Abrió la puerta y la sostuvo para que pudiera entrar dentro. Nada más echar un vistazo, pudo ver a Jane y Michael atados y amordazados a las butacas auxiliares que había en un rincón. Cuando se acercó a ellos y la reconocieron, parecieron alegrarse de verla. Suponía que se debía a la absurda creencia de que iba a salvarlos. Qué idiotas…

Con cuidado les quitó la mordaza de la boca. Inmediatamente empezaron a pedirle que les desatara, que los salvara. Que aquella señora del mono negro los había atado. En su interior no pudo sentir otra cosa que rabia ante tanta hipocresía. Solo la querían por el interés.

Pero ese tipo de proceder iba a acabar hoy.

-Abrid la boca.

Jane y Michael la miraron como si hubiera hablado en un idioma extraño, ajeno. Hasta que comprendieron lo que pretendía hacer. Empezaron a intentar soltarse de su amarre y a suplicar que no los matara, pidiendo clemencia; pero Morgana los había inmovilizado perfectamente. Le pidió ayuda para poder introducirles las pastillas y obligarlos a tragarla. El efecto fue inmediato. Las convulsiones que les agitaron por unos minutos cesaron casi como si alguien los hubiera paralizado.

Lo único que se podía escuchar en la sala era así misma cantando…

Con un poco de azúcar esa píldora que os dan,

la píldora que os dan pasará mejor.

Si hay un poco de azúcar esa píldora que os dan,

satisfechos tomaréis…

La tristeza había desaparecido.
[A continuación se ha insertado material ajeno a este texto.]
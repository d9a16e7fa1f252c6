use std::str::FromStr;

use bigdecimal::{BigDecimal, ToPrimitive, Zero};
use chrono::{DateTime, Utc};

use super::errors::DomainError;
use super::status::{OrderState, PaymentStatus, Transition};

/// Converts a client-supplied amount into a two-decimal money value.
///
/// Inputs are expected to carry at most two decimals (catalog prices). Finer
/// values are rounded through their `f64` representation, so a half-cent
/// such as `1.005` may land on either side. Rejects non-finite and
/// non-positive values after rounding.
pub fn money(value: f64, field: &str) -> Result<BigDecimal, DomainError> {
    if !value.is_finite() {
        return Err(DomainError::InvalidInput(format!("{field} must be a number")));
    }
    let amount = BigDecimal::from_str(&format!("{value:.2}"))
        .map_err(|e| DomainError::InvalidInput(format!("{field} is not a valid amount: {e}")))?;
    if amount <= BigDecimal::zero() {
        return Err(DomainError::InvalidInput(format!("{field} must be positive")));
    }
    Ok(amount)
}

/// Row offset for a 1-based `page`. Pages too large to address are invalid
/// input rather than an arithmetic overflow.
pub fn page_offset(page: i64, limit: i64) -> Result<i64, DomainError> {
    page.checked_sub(1)
        .and_then(|p| p.checked_mul(limit))
        .filter(|offset| *offset >= 0)
        .ok_or_else(|| DomainError::InvalidInput("page is out of range".to_string()))
}

/// Converts a major-unit amount into the provider's minor units (x100).
pub fn to_minor_units(amount: &BigDecimal) -> Result<i64, DomainError> {
    (amount.clone() * BigDecimal::from(100))
        .round(0)
        .to_i64()
        .ok_or_else(|| DomainError::InvalidInput("amount is out of range".to_string()))
}

#[derive(Debug, Clone, PartialEq)]
pub struct OrderItemInput {
    pub product_id: i64,
    pub quantity: i32,
    pub price: BigDecimal,
}

impl OrderItemInput {
    pub fn line_total(&self) -> BigDecimal {
        self.price.clone() * BigDecimal::from(self.quantity)
    }
}

/// A validated order ready to be persisted.
#[derive(Debug, Clone, PartialEq)]
pub struct NewOrder {
    pub user_id: i64,
    pub total: BigDecimal,
    pub items: Vec<OrderItemInput>,
}

impl NewOrder {
    /// Validates the cart and checks the declared total against the sum of
    /// the snapshot prices.
    pub fn new(
        user_id: i64,
        items: Vec<OrderItemInput>,
        total: BigDecimal,
    ) -> Result<Self, DomainError> {
        if items.is_empty() {
            return Err(DomainError::InvalidInput(
                "Order must contain at least one item".to_string(),
            ));
        }
        if let Some(item) = items.iter().find(|i| i.quantity <= 0) {
            return Err(DomainError::InvalidInput(format!(
                "Quantity for product {} must be positive",
                item.product_id
            )));
        }
        if let Some(item) = items.iter().find(|i| i.price <= BigDecimal::zero()) {
            return Err(DomainError::InvalidInput(format!(
                "Price for product {} must be positive",
                item.product_id
            )));
        }
        let computed = items
            .iter()
            .fold(BigDecimal::zero(), |acc, item| acc + item.line_total());
        if computed != total {
            return Err(DomainError::InvalidInput(
                "Order total does not match items".to_string(),
            ));
        }
        Ok(Self {
            user_id,
            total,
            items,
        })
    }
}

#[derive(Debug, Clone, PartialEq)]
pub struct OrderItemView {
    pub id: i64,
    pub product_id: i64,
    pub product_name: Option<String>,
    pub quantity: i32,
    pub price: BigDecimal,
}

#[derive(Debug, Clone, PartialEq)]
pub struct OrderView {
    pub id: i64,
    pub user_id: i64,
    pub total: BigDecimal,
    pub state: OrderState,
    pub razorpay_order_id: Option<String>,
    pub razorpay_payment_id: Option<String>,
    pub created_at: DateTime<Utc>,
    pub items: Vec<OrderItemView>,
}

/// What a verified payment callback should do to an order.
#[derive(Debug, Clone, Copy, PartialEq, Eq)]
pub enum PaymentDecision {
    Apply(OrderState),
    Replay,
}

impl OrderView {
    /// Decides how a verified capture with `payment_id` applies to this order.
    /// A replay of the capture already recorded is a no-op; any other
    /// capture on a settled order is a conflict.
    pub fn settle_payment(&self, payment_id: &str) -> Result<PaymentDecision, DomainError> {
        match self.state.transition_payment(PaymentStatus::Paid)? {
            Transition::Changed(next) => Ok(PaymentDecision::Apply(next)),
            Transition::Unchanged if self.razorpay_payment_id.as_deref() == Some(payment_id) => {
                Ok(PaymentDecision::Replay)
            }
            Transition::Unchanged => Err(DomainError::Conflict(
                "Order payment state conflict".to_string(),
            )),
        }
    }
}

/// Order row as seen by the admin listing.
#[derive(Debug, Clone)]
pub struct OrderSummary {
    pub id: i64,
    pub user_id: i64,
    pub user_name: Option<String>,
    pub user_email: Option<String>,
    pub total: BigDecimal,
    pub state: OrderState,
    pub razorpay_order_id: Option<String>,
    pub razorpay_payment_id: Option<String>,
    pub created_at: DateTime<Utc>,
}

#[derive(Debug, Clone)]
pub struct ListResult {
    pub items: Vec<OrderSummary>,
    pub total: i64,
}

#[derive(Debug, Clone, PartialEq, Eq)]
pub struct Customer {
    pub name: String,
    pub email: String,
}

#[derive(Debug)]
pub enum PaymentOutcome {
    Paid(OrderView),
    AlreadyPaid(OrderView),
}

impl PaymentOutcome {
    pub fn order(&self) -> &OrderView {
        match self {
            PaymentOutcome::Paid(order) | PaymentOutcome::AlreadyPaid(order) => order,
        }
    }
}

/// Request for a provider-side payment intent. `amount` is already in minor
/// units.
#[derive(Debug, Clone, PartialEq, Eq)]
pub struct PaymentIntentRequest {
    pub amount: i64,
    pub currency: String,
    pub receipt: String,
    pub order_id: i64,
}

/// Provider payment intent; `body` is the provider's object, passed back to
/// the client untouched.
#[derive(Debug, Clone)]
pub struct PaymentIntent {
    pub id: String,
    pub body: serde_json::Value,
}

/// The three values the provider's checkout hands back to the client.
#[derive(Debug, Clone)]
pub struct PaymentCallback {
    pub provider_order_id: String,
    pub provider_payment_id: String,
    pub signature: String,
}

#[cfg(test)]
mod tests {
    use super::*;
    use crate::domain::status::FulfillmentStatus;

    fn item(product_id: i64, quantity: i32, price: &str) -> OrderItemInput {
        OrderItemInput {
            product_id,
            quantity,
            price: BigDecimal::from_str(price).expect("valid decimal"),
        }
    }

    fn dec(s: &str) -> BigDecimal {
        BigDecimal::from_str(s).expect("valid decimal")
    }

    #[test]
    fn money_rounds_to_cents() {
        assert_eq!(money(9.99, "price").unwrap(), dec("9.99"));
        assert_eq!(money(19.98, "total").unwrap(), dec("19.98"));
        assert_eq!(money(0.1 + 0.2, "total").unwrap(), dec("0.30"));
    }

    #[test]
    fn money_keeps_two_decimals() {
        assert_eq!(money(12.5, "price").unwrap().to_string(), "12.50");
        assert_eq!(money(9.994, "price").unwrap(), dec("9.99"));
        assert_eq!(money(9.996, "price").unwrap(), dec("10.00"));
    }

    #[test]
    fn money_rejects_non_positive_and_nan() {
        assert!(money(0.0, "price").is_err());
        assert!(money(-5.0, "price").is_err());
        assert!(money(0.001, "price").is_err());
        assert!(money(f64::NAN, "price").is_err());
        assert!(money(f64::INFINITY, "price").is_err());
    }

    #[test]
    fn page_offset_rejects_unaddressable_pages() {
        assert_eq!(page_offset(1, 20).unwrap(), 0);
        assert_eq!(page_offset(3, 20).unwrap(), 40);
        assert!(matches!(
            page_offset(i64::MAX, 100),
            Err(DomainError::InvalidInput(ref m)) if m == "page is out of range"
        ));
    }

    #[test]
    fn minor_units_multiply_by_one_hundred() {
        assert_eq!(to_minor_units(&dec("19.98")).unwrap(), 1998);
        assert_eq!(to_minor_units(&dec("500")).unwrap(), 50000);
        assert_eq!(to_minor_units(&dec("0.01")).unwrap(), 1);
    }

    #[test]
    fn new_order_accepts_matching_total() {
        let order = NewOrder::new(7, vec![item(1, 2, "9.99")], dec("19.98")).expect("valid order");
        assert_eq!(order.items.len(), 1);
        assert_eq!(order.items[0].quantity, 2);
        assert_eq!(order.user_id, 7);
    }

    #[test]
    fn new_order_sums_several_lines() {
        let items = vec![item(1, 2, "9.99"), item(2, 1, "0.02"), item(3, 3, "10.00")];
        assert!(NewOrder::new(1, items, dec("50.00")).is_ok());
    }

    #[test]
    fn new_order_rejects_empty_cart() {
        assert!(matches!(
            NewOrder::new(1, vec![], dec("1.00")),
            Err(DomainError::InvalidInput(_))
        ));
    }

    #[test]
    fn new_order_rejects_total_mismatch() {
        let err = NewOrder::new(1, vec![item(1, 2, "9.99")], dec("9.99")).unwrap_err();
        assert_eq!(
            err.to_string(),
            "Invalid input: Order total does not match items"
        );
    }

    #[test]
    fn new_order_rejects_non_positive_quantity() {
        assert!(NewOrder::new(1, vec![item(1, 0, "9.99")], dec("0.01")).is_err());
    }

    fn view(state: OrderState, payment_id: Option<&str>) -> OrderView {
        OrderView {
            id: 1,
            user_id: 1,
            total: dec("1.00"),
            state,
            razorpay_order_id: Some("order_X".to_string()),
            razorpay_payment_id: payment_id.map(str::to_string),
            created_at: Utc::now(),
            items: vec![],
        }
    }

    #[test]
    fn settle_pending_order_applies_paid() {
        let order = view(OrderState::initial(), None);
        assert_eq!(
            order.settle_payment("pay_1").unwrap(),
            PaymentDecision::Apply(OrderState::new(
                FulfillmentStatus::Pending,
                PaymentStatus::Paid
            ))
        );
    }

    #[test]
    fn settle_replay_is_no_op() {
        let paid = OrderState::new(FulfillmentStatus::Shipped, PaymentStatus::Paid);
        let order = view(paid, Some("pay_1"));
        assert_eq!(order.settle_payment("pay_1").unwrap(), PaymentDecision::Replay);
    }

    #[test]
    fn settle_with_different_payment_conflicts() {
        let paid = OrderState::new(FulfillmentStatus::Pending, PaymentStatus::Paid);
        let order = view(paid, Some("pay_1"));
        assert!(matches!(
            order.settle_payment("pay_2"),
            Err(DomainError::Conflict(_))
        ));
    }
}
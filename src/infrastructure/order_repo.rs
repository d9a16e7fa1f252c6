use std::collections::HashMap;

use chrono::Utc;
use diesel::pg::PgConnection;
use diesel::prelude::*;

use crate::db::DbPool;
use crate::domain::errors::DomainError;
use crate::domain::order::{
    page_offset, Customer, ListResult, NewOrder, OrderItemView, OrderSummary, OrderView,
    PaymentDecision, PaymentOutcome,
};
use crate::domain::ports::OrderRepository;
use crate::domain::status::{FulfillmentStatus, InvalidStatus, OrderState, PaymentStatus};
use crate::schema::{order_items, orders, products, users};

use super::models::{NewOrderItemRow, NewOrderRow, OrderItemRow, OrderRow};

// ── Error conversions (infrastructure concern only) ──────────────────────────

impl From<diesel::result::Error> for DomainError {
    fn from(e: diesel::result::Error) -> Self {
        DomainError::Internal(e.to_string())
    }
}

impl From<r2d2::Error> for DomainError {
    fn from(e: r2d2::Error) -> Self {
        DomainError::Internal(e.to_string())
    }
}

// ── Row mapping ──────────────────────────────────────────────────────────────

fn parse_state(row: &OrderRow) -> Result<OrderState, DomainError> {
    let corrupt = |e: InvalidStatus| {
        DomainError::Internal(format!("order {} has unknown status '{}'", row.id, e.0))
    };
    let fulfillment: FulfillmentStatus = row.fulfillment_status.parse().map_err(corrupt)?;
    let payment: PaymentStatus = row.payment_status.parse().map_err(corrupt)?;
    Ok(OrderState::new(fulfillment, payment))
}

fn to_view(row: OrderRow, items: Vec<OrderItemView>) -> Result<OrderView, DomainError> {
    let state = parse_state(&row)?;
    Ok(OrderView {
        id: row.id,
        user_id: row.user_id,
        total: row.total,
        state,
        razorpay_order_id: row.razorpay_order_id,
        razorpay_payment_id: row.razorpay_payment_id,
        created_at: row.created_at,
        items,
    })
}

/// Loads the items of every order in `order_ids`, grouped by order.
fn load_items(
    conn: &mut PgConnection,
    order_ids: Vec<i64>,
) -> Result<HashMap<i64, Vec<OrderItemView>>, DomainError> {
    let rows: Vec<(OrderItemRow, Option<String>)> = order_items::table
        .left_join(products::table)
        .filter(order_items::order_id.eq_any(order_ids))
        .select((OrderItemRow::as_select(), products::name.nullable()))
        .order(order_items::id.asc())
        .load(conn)?;

    let mut grouped: HashMap<i64, Vec<OrderItemView>> = HashMap::new();
    for (item, product_name) in rows {
        grouped.entry(item.order_id).or_default().push(OrderItemView {
            id: item.id,
            product_id: item.product_id,
            product_name,
            quantity: item.quantity,
            price: item.price,
        });
    }
    Ok(grouped)
}

fn with_items(conn: &mut PgConnection, row: OrderRow) -> Result<OrderView, DomainError> {
    let items = load_items(conn, vec![row.id])?
        .remove(&row.id)
        .unwrap_or_default();
    to_view(row, items)
}

// ── Repository ────────────────────────────────────────────────────────────────

pub struct DieselOrderRepository {
    pool: DbPool,
}

impl DieselOrderRepository {
    pub fn new(pool: DbPool) -> Self {
        Self { pool }
    }
}

impl OrderRepository for DieselOrderRepository {
    fn create(&self, order: &NewOrder) -> Result<i64, DomainError> {
        let mut conn = self.pool.get()?;
        let initial = OrderState::initial();

        conn.transaction::<_, DomainError, _>(|conn| {
            let order_id: i64 = diesel::insert_into(orders::table)
                .values(&NewOrderRow {
                    user_id: order.user_id,
                    total: order.total.clone(),
                    fulfillment_status: initial.fulfillment.to_string(),
                    payment_status: initial.payment.to_string(),
                })
                .returning(orders::id)
                .get_result(conn)?;

            let new_items: Vec<NewOrderItemRow> = order
                .items
                .iter()
                .map(|i| NewOrderItemRow {
                    order_id,
                    product_id: i.product_id,
                    quantity: i.quantity,
                    price: i.price.clone(),
                })
                .collect();
            diesel::insert_into(order_items::table)
                .values(&new_items)
                .execute(conn)?;

            Ok(order_id)
        })
    }

    fn find_by_id(&self, id: i64) -> Result<Option<OrderView>, DomainError> {
        let mut conn = self.pool.get()?;

        let order = orders::table
            .find(id)
            .select(OrderRow::as_select())
            .first(&mut conn)
            .optional()?;

        let Some(order) = order else {
            return Ok(None);
        };
        with_items(&mut conn, order).map(Some)
    }

    fn find_by_user(&self, user_id: i64) -> Result<Vec<OrderView>, DomainError> {
        let mut conn = self.pool.get()?;

        let rows = orders::table
            .filter(orders::user_id.eq(user_id))
            .select(OrderRow::as_select())
            .order((orders::created_at.desc(), orders::id.desc()))
            .load(&mut conn)?;

        let mut items = load_items(&mut conn, rows.iter().map(|r| r.id).collect())?;
        rows.into_iter()
            .map(|row| {
                let lines = items.remove(&row.id).unwrap_or_default();
                to_view(row, lines)
            })
            .collect()
    }

    fn list(&self, page: i64, limit: i64) -> Result<ListResult, DomainError> {
        let mut conn = self.pool.get()?;

        let offset = page_offset(page, limit)?;
        conn.transaction::<_, DomainError, _>(|conn| {
            let total: i64 = orders::table.count().get_result(conn)?;

            let rows: Vec<(OrderRow, Option<String>, Option<String>)> = orders::table
                .left_join(users::table)
                .select((
                    OrderRow::as_select(),
                    users::name.nullable(),
                    users::email.nullable(),
                ))
                .order((orders::created_at.desc(), orders::id.desc()))
                .limit(limit)
                .offset(offset)
                .load(conn)?;

            let items = rows
                .into_iter()
                .map(|(o, user_name, user_email)| {
                    let state = parse_state(&o)?;
                    Ok(OrderSummary {
                        id: o.id,
                        user_id: o.user_id,
                        user_name,
                        user_email,
                        total: o.total,
                        state,
                        razorpay_order_id: o.razorpay_order_id,
                        razorpay_payment_id: o.razorpay_payment_id,
                        created_at: o.created_at,
                    })
                })
                .collect::<Result<Vec<_>, DomainError>>()?;

            Ok(ListResult { items, total })
        })
    }

    fn attach_payment_intent(&self, order_id: i64, intent_id: &str) -> Result<(), DomainError> {
        let mut conn = self.pool.get()?;

        conn.transaction::<_, DomainError, _>(|conn| {
            let updated = diesel::update(
                orders::table
                    .find(order_id)
                    .filter(orders::razorpay_order_id.is_null())
                    .filter(orders::payment_status.eq(PaymentStatus::Pending.as_str())),
            )
            .set((
                orders::razorpay_order_id.eq(intent_id),
                orders::updated_at.eq(Utc::now()),
            ))
            .execute(conn)?;

            if updated == 0 {
                let exists: i64 = orders::table.find(order_id).count().get_result(conn)?;
                return Err(if exists == 0 {
                    DomainError::NotFound
                } else {
                    DomainError::Conflict("Payment already initiated for this order".to_string())
                });
            }
            Ok(())
        })
    }

    fn mark_paid(
        &self,
        provider_order_id: &str,
        payment_id: &str,
    ) -> Result<PaymentOutcome, DomainError> {
        let mut conn = self.pool.get()?;

        conn.transaction::<_, DomainError, _>(|conn| {
            let row = orders::table
                .filter(orders::razorpay_order_id.eq(provider_order_id))
                .select(OrderRow::as_select())
                .for_update()
                .first(conn)
                .optional()?
                .ok_or(DomainError::NotFound)?;
            let mut order = with_items(conn, row)?;

            let next = match order.settle_payment(payment_id)? {
                PaymentDecision::Replay => return Ok(PaymentOutcome::AlreadyPaid(order)),
                PaymentDecision::Apply(next) => next,
            };

            // Only a still-pending payment may be settled.
            let updated = diesel::update(
                orders::table
                    .filter(orders::id.eq(order.id))
                    .filter(orders::payment_status.eq(PaymentStatus::Pending.as_str())),
            )
            .set((
                orders::payment_status.eq(next.payment.as_str()),
                orders::razorpay_payment_id.eq(payment_id),
                orders::updated_at.eq(Utc::now()),
            ))
            .execute(conn)?;
            if updated != 1 {
                return Err(DomainError::Conflict(
                    "Order payment state conflict".to_string(),
                ));
            }

            order.state = next;
            order.razorpay_payment_id = Some(payment_id.to_string());
            Ok(PaymentOutcome::Paid(order))
        })
    }

    fn update_fulfillment(
        &self,
        order_id: i64,
        status: FulfillmentStatus,
    ) -> Result<OrderView, DomainError> {
        let mut conn = self.pool.get()?;

        conn.transaction::<_, DomainError, _>(|conn| {
            let row = orders::table
                .find(order_id)
                .select(OrderRow::as_select())
                .for_update()
                .first(conn)
                .optional()?
                .ok_or(DomainError::NotFound)?;
            let mut order = with_items(conn, row)?;
            let next = order.state.with_fulfillment(status)?;

            diesel::update(orders::table.find(order_id))
                .set((
                    orders::fulfillment_status.eq(next.fulfillment.as_str()),
                    orders::updated_at.eq(Utc::now()),
                ))
                .execute(conn)?;

            order.state = next;
            Ok(order)
        })
    }

    fn find_customer(&self, user_id: i64) -> Result<Option<Customer>, DomainError> {
        let mut conn = self.pool.get()?;

        let customer = users::table
            .find(user_id)
            .select((users::name, users::email))
            .first::<(String, String)>(&mut conn)
            .optional()?;
        Ok(customer.map(|(name, email)| Customer { name, email }))
    }
}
Se había dormido para siempre con ellos. Pero seguía teniendo alguna que otra pastilla en su sótano, fuera de las drogas habituales que sustentaban su negocio; a esas podría darles el mismo uso que con ellos. Guardó todo de nuevo en la caja y se dispuso finalmente a dormir. Su último pensamiento antes de abandonarse al sueño fue que, sin duda, matar era como saborear un caramelo muy dulce.